Dataset entries:
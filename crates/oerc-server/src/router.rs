use std::time::Duration;

use axum::extract::DefaultBodyLimit;
use axum::http::header::{AUTHORIZATION, CONTENT_TYPE};
use axum::http::{HeaderName, Method};
use axum::routing::{delete, get, patch, post};
use axum::Router;
use oerc_types::{Event, Faq, GlobalConference, ResearchPaper};
use tower_http::cors::{Any, CorsLayer};
use tower_http::trace::TraceLayer;

use crate::newsletter::WEBHOOK_SECRET_HEADER;
use crate::state::AppState;
use crate::{admin, assets, auth, handler, newsletter};

/// Build the axum router with every site endpoint.
pub fn build_router(state: AppState) -> Router {
    let upload_limit = DefaultBodyLimit::max(state.config.max_upload_bytes);
    let cors = CorsLayer::new()
        .allow_origin(Any)
        .allow_methods([Method::GET, Method::POST, Method::PATCH, Method::DELETE, Method::OPTIONS])
        .allow_headers([
            AUTHORIZATION,
            CONTENT_TYPE,
            HeaderName::from_static(WEBHOOK_SECRET_HEADER),
        ])
        .max_age(Duration::from_secs(3600));

    let public = Router::new()
        .route("/v1/health", get(handler::health_handler))
        .route("/v1/info", get(handler::info_handler))
        .route("/v1/papers", get(handler::papers))
        .route("/v1/papers/tags", get(handler::paper_tags))
        .route("/v1/events", get(handler::list::<Event>))
        .route("/v1/conferences", get(handler::conferences))
        .route("/v1/faqs", get(handler::list::<Faq>))
        .route("/v1/subscribe", post(newsletter::subscribe))
        .route("/v1/hooks/subscriber-created", post(newsletter::subscriber_created))
        .route(
            "/storage/v1/object/public/:bucket/*path",
            get(assets::public_object),
        );

    let session = Router::new()
        .route("/v1/auth/sign-in", post(auth::sign_in))
        .route("/v1/auth/sign-out", post(auth::sign_out))
        .route("/v1/auth/user", get(auth::current_user));

    let admin = Router::new()
        .route("/v1/admin/papers", post(admin::create_paper))
        .route(
            "/v1/admin/papers/:id",
            patch(admin::update_paper).delete(admin::remove::<ResearchPaper>),
        )
        .route("/v1/admin/events", post(admin::create::<Event>))
        .route(
            "/v1/admin/events/:id",
            patch(admin::update::<Event>).delete(admin::remove::<Event>),
        )
        .route("/v1/admin/conferences", post(admin::create::<GlobalConference>))
        .route(
            "/v1/admin/conferences/:id",
            patch(admin::update::<GlobalConference>).delete(admin::remove::<GlobalConference>),
        )
        .route("/v1/admin/faqs", post(admin::create::<Faq>))
        .route(
            "/v1/admin/faqs/:id",
            patch(admin::update::<Faq>).delete(admin::remove::<Faq>),
        )
        .route("/v1/admin/subscribers", get(newsletter::list_subscribers))
        .route("/v1/admin/subscribers/:id", delete(newsletter::remove_subscriber))
        .route("/v1/admin/newsletter", post(newsletter::send_newsletter));

    public
        .merge(session)
        .merge(admin)
        .layer(upload_limit)
        .layer(cors)
        .layer(TraceLayer::new_for_http())
        .with_state(state)
}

Work instructions:
Word-for-word copies of all the records are required.

Solved exercise:
filename crates/oerc-server/src/router.rs
use std::time::Duration;

use axum::extract::DefaultBodyLimit;
use axum::http::header::{AUTHORIZATION, CONTENT_TYPE};
use axum::http::{HeaderName, Method};
use axum::routing::{delete, get, patch, post};
use axum::Router;
use oerc_types::{Event, Faq, GlobalConference, ResearchPaper};
use tower_http::cors::{Any, CorsLayer};
use tower_http::trace::TraceLayer;

use crate::newsletter::WEBHOOK_SECRET_HEADER;
use crate::state::AppState;
use crate::{admin, assets, auth, handler, newsletter};

/// Build the axum router with every site endpoint.
pub fn build_router(state: AppState) -> Router {
    let upload_limit = DefaultBodyLimit::max(state.config.max_upload_bytes);
    let cors = CorsLayer::new()
        .allow_origin(Any)
        .allow_methods([Method::GET, Method::POST, Method::PATCH, Method::DELETE, Method::OPTIONS])
        .allow_headers([
            AUTHORIZATION,
            CONTENT_TYPE,
            HeaderName::from_static(WEBHOOK_SECRET_HEADER),
        ])
        .max_age(Duration::from_secs(3600));

    let public = Router::new()
        .route("/v1/health", get(handler::health_handler))
        .route("/v1/info", get(handler::info_handler))
        .route("/v1/papers", get(handler::papers))
        .route("/v1/papers/tags", get(handler::paper_tags))
        .route("/v1/events", get(handler::list::<Event>))
        .route("/v1/conferences", get(handler::conferences))
        .route("/v1/faqs", get(handler::list::<Faq>))
        .route("/v1/subscribe", post(newsletter::subscribe))
        .route("/v1/hooks/subscriber-created", post(newsletter::subscriber_created))
        .route(
            "/storage/v1/object/public/:bucket/*path",
            get(assets::public_object),
        );

    let session = Router::new()
        .route("/v1/auth/sign-in", post(auth::sign_in))
        .route("/v1/auth/sign-out", post(auth::sign_out))
        .route("/v1/auth/user", get(auth::current_user));

    let admin = Router::new()
        .route("/v1/admin/papers", post(admin::create_paper))
        .route(
            "/v1/admin/papers/:id",
            patch(admin::update_paper).delete(admin::remove::<ResearchPaper>),
        )
        .route("/v1/admin/events", post(admin::create::<Event>))
        .route(
            "/v1/admin/events/:id",
            patch(admin::update::<Event>).delete(admin::remove::<Event>),
        )
        .route("/v1/admin/conferences", post(admin::create::<GlobalConference>))
        .route(
            "/v1/admin/conferences/:id",
            patch(admin::update::<GlobalConference>).delete(admin::remove::<GlobalConference>),
        )
        .route("/v1/admin/faqs", post(admin::create::<Faq>))
        .route(
            "/v1/admin/faqs/:id",
            patch(admin::update::<Faq>).delete(admin::remove::<Faq>),
        )
        .route("/v1/admin/subscribers", get(newsletter::list_subscribers))
        .route("/v1/admin/subscribers/:id", delete(newsletter::remove_subscriber))
        .route("/v1/admin/newsletter", post(newsletter::send_newsletter));

    public
        .merge(session)
        .merge(admin)
        .layer(upload_limit)
        .layer(cors)
        .layer(TraceLayer::new_for_http())
        .with_state(state)
}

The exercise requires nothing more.